Exercise instructions
Tally how many lines in the data hold the word "next", and give the result with no other text.
- Opening Delimiter -
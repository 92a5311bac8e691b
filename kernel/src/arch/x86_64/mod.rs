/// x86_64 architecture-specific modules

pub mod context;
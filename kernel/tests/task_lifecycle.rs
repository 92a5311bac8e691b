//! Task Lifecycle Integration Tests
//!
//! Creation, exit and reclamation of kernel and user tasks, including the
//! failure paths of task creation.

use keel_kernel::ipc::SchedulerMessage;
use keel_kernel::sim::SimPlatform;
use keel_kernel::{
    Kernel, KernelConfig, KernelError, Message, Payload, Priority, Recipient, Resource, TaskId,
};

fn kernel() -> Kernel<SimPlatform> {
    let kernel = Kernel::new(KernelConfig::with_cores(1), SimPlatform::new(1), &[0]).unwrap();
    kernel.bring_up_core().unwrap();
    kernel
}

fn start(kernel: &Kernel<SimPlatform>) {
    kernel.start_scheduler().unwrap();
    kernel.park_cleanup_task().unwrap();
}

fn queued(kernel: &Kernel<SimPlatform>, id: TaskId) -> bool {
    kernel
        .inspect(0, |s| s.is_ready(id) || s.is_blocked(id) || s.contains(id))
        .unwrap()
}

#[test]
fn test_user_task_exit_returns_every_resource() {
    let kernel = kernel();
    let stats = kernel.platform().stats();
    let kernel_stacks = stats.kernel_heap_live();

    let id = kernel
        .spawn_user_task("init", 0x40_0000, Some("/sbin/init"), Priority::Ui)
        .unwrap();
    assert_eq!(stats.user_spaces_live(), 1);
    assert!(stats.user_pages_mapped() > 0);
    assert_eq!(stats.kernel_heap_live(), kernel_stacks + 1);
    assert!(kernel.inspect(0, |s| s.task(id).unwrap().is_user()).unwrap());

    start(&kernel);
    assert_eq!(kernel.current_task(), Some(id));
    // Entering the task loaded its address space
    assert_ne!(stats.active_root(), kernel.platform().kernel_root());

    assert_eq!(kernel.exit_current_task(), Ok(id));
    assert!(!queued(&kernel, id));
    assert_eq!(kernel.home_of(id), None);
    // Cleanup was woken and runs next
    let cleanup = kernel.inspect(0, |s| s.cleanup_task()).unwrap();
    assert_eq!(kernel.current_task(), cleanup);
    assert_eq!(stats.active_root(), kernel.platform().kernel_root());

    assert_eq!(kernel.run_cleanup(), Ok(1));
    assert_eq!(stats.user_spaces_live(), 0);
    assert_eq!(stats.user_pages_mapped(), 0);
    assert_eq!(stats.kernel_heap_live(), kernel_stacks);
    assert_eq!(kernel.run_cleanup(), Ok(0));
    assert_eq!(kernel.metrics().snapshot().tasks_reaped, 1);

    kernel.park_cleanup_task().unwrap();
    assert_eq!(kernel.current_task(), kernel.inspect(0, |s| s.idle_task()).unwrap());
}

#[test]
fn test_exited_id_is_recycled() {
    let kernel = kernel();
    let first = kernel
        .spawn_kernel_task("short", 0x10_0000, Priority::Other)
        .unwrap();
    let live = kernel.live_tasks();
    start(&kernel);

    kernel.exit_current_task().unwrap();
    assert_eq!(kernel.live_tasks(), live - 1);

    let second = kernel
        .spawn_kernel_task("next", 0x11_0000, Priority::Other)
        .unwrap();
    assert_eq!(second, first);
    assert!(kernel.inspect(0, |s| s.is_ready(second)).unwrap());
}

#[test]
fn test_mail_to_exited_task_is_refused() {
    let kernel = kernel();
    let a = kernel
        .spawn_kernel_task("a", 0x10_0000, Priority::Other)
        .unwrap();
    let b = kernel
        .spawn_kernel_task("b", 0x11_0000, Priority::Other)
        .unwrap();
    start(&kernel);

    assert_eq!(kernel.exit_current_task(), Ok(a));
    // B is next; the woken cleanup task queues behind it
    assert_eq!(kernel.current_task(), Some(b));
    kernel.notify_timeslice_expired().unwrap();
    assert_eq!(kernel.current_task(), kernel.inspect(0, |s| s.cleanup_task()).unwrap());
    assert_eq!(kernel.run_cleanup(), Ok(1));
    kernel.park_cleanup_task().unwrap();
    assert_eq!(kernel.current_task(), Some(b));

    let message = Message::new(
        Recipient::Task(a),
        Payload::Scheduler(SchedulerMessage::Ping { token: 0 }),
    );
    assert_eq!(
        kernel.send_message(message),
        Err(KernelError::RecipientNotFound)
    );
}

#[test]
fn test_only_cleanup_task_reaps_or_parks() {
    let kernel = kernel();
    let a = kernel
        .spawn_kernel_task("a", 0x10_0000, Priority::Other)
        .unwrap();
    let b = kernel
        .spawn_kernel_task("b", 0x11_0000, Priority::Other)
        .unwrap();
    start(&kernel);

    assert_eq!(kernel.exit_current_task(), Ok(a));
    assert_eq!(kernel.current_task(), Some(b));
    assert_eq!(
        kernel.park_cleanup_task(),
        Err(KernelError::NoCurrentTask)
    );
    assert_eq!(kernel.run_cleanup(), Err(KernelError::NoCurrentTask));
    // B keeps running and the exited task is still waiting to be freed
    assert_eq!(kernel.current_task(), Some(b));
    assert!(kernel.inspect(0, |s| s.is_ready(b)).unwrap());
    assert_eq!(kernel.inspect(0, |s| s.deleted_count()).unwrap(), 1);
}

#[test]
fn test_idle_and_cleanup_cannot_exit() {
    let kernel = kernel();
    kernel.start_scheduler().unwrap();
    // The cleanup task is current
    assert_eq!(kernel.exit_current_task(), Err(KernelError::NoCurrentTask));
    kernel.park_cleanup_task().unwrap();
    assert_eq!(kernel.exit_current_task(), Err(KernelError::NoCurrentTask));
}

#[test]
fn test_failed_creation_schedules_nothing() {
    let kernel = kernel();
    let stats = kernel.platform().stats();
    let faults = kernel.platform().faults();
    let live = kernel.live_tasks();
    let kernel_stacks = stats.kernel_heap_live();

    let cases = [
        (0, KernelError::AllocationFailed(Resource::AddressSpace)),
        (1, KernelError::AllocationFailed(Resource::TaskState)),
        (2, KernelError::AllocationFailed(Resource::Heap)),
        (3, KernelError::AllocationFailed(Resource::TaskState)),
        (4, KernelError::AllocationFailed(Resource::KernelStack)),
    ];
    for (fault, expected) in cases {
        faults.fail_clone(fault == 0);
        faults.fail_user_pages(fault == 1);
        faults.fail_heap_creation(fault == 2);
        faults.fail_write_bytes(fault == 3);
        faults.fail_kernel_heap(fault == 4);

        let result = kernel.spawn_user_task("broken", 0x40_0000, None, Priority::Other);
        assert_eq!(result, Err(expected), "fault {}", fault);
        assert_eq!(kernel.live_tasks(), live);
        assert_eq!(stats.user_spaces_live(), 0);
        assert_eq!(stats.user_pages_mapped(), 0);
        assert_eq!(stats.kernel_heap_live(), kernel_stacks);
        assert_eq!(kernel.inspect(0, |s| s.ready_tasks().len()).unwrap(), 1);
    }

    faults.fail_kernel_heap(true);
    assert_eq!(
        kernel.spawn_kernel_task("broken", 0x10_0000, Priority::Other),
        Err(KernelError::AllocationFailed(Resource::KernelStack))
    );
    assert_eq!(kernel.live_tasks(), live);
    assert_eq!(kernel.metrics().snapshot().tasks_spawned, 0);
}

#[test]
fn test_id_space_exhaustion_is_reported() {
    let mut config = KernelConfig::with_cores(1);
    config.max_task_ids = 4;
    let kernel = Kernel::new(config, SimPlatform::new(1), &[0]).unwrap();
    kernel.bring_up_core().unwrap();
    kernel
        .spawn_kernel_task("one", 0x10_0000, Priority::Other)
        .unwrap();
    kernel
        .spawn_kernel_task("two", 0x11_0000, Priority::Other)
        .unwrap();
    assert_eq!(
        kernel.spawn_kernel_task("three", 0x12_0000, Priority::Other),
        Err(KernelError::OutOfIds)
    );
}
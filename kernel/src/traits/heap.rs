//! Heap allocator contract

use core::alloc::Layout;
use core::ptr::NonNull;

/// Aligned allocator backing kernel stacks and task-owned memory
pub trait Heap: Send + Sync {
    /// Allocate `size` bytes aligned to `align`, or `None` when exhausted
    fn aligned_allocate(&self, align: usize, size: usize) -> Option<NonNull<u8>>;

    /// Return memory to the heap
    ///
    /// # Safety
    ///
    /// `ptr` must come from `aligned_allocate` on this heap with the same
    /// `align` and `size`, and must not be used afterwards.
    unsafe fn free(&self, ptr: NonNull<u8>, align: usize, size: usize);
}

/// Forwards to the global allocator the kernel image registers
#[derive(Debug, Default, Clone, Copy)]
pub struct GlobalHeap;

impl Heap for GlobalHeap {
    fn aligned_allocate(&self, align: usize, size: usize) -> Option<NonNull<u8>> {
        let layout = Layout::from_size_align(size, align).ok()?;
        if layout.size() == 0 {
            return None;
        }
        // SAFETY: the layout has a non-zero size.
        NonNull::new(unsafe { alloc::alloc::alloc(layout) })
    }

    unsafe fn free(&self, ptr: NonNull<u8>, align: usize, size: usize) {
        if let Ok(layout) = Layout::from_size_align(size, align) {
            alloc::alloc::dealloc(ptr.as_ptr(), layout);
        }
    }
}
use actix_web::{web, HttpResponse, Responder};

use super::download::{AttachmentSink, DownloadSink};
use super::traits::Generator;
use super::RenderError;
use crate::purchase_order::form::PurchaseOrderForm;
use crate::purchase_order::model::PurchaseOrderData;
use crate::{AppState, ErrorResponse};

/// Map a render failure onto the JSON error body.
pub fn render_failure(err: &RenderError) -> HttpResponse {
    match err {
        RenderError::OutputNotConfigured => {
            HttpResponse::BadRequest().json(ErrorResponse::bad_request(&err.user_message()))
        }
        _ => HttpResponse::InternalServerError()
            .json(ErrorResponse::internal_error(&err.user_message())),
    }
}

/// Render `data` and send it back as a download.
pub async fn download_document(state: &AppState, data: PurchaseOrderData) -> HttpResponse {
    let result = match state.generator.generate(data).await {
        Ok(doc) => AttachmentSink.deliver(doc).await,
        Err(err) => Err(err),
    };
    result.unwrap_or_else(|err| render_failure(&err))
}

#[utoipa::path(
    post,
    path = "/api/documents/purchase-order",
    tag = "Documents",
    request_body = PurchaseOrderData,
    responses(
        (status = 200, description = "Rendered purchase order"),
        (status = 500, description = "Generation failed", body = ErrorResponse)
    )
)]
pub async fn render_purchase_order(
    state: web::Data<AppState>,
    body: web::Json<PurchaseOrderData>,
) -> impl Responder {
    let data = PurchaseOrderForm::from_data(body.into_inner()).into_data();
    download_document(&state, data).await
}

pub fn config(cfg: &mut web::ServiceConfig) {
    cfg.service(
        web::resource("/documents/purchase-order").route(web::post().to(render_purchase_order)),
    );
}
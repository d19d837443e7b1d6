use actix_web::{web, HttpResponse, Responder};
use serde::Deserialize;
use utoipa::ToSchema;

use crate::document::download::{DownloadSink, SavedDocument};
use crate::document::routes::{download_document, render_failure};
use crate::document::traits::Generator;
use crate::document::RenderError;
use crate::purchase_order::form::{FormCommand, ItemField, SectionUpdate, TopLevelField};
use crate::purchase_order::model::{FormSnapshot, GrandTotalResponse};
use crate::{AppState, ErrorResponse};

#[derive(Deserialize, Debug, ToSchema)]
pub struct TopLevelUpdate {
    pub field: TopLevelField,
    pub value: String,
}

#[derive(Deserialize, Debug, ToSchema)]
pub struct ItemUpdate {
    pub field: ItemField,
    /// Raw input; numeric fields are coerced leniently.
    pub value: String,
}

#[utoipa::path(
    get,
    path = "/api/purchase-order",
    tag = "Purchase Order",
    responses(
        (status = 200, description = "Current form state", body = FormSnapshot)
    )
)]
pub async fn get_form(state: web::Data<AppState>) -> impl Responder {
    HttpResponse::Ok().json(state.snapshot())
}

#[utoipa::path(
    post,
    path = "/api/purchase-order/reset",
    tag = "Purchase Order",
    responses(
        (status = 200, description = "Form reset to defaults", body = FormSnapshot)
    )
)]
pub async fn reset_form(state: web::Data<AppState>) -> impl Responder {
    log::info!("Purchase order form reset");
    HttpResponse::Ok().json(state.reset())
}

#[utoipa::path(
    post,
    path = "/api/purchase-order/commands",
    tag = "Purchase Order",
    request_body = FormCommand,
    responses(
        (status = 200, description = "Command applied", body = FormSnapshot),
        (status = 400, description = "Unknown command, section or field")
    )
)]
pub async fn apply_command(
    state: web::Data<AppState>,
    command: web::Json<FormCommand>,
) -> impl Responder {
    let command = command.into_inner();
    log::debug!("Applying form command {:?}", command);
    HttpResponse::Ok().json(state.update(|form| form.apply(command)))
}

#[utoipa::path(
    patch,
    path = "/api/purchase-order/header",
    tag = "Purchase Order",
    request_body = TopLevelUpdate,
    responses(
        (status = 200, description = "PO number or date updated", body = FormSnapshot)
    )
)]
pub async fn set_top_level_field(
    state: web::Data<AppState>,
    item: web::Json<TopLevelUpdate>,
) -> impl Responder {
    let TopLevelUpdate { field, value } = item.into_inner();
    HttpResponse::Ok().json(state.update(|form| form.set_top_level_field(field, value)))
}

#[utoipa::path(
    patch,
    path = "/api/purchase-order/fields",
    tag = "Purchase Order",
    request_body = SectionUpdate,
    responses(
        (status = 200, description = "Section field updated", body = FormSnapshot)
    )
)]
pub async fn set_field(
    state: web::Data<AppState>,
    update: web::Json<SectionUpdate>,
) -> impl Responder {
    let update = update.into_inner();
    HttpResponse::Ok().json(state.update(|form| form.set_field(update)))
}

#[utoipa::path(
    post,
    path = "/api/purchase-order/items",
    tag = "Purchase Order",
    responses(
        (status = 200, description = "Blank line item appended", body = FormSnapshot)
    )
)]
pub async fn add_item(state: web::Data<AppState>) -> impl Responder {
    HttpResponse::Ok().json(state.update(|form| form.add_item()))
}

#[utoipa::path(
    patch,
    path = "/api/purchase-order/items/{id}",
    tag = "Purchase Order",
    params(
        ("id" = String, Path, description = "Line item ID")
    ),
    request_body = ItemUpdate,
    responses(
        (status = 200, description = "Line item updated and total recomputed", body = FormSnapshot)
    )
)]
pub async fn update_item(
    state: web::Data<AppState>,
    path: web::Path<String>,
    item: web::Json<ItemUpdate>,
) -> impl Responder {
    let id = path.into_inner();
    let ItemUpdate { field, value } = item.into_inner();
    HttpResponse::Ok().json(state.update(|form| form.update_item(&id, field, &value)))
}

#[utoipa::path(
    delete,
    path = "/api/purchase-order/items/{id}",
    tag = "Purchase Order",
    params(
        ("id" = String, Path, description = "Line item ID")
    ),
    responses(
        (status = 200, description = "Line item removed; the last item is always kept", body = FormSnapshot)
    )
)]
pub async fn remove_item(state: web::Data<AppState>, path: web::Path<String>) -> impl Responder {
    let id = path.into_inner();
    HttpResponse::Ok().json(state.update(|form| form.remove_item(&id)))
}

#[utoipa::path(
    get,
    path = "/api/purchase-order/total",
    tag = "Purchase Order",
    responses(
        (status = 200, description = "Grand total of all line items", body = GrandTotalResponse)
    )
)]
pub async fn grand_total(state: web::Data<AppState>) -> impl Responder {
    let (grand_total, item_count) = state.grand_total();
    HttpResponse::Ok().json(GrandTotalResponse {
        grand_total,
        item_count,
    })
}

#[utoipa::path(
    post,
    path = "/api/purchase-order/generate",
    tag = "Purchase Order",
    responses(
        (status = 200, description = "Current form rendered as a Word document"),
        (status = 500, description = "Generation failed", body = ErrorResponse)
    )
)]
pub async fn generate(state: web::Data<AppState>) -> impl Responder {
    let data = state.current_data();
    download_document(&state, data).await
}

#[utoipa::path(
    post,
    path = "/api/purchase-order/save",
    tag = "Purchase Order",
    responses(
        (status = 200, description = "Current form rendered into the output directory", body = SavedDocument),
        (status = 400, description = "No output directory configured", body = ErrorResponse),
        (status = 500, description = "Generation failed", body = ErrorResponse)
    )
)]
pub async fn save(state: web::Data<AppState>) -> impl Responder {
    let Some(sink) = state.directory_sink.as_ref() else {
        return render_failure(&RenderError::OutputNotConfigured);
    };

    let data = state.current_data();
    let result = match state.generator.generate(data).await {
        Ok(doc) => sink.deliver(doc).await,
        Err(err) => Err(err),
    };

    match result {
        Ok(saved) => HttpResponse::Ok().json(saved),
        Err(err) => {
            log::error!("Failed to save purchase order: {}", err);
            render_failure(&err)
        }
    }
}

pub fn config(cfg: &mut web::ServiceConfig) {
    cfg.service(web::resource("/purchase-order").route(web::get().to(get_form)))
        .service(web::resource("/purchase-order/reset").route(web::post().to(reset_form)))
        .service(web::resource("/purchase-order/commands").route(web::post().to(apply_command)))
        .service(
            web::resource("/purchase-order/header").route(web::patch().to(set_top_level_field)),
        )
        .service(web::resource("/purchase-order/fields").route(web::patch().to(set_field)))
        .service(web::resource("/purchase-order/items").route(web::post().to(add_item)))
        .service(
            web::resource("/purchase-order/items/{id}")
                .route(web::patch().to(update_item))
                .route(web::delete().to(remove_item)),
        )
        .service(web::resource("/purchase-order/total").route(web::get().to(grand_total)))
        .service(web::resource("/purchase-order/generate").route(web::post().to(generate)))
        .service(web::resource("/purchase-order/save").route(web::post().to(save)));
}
- Closing Delimiter -
Reply to the exercise
3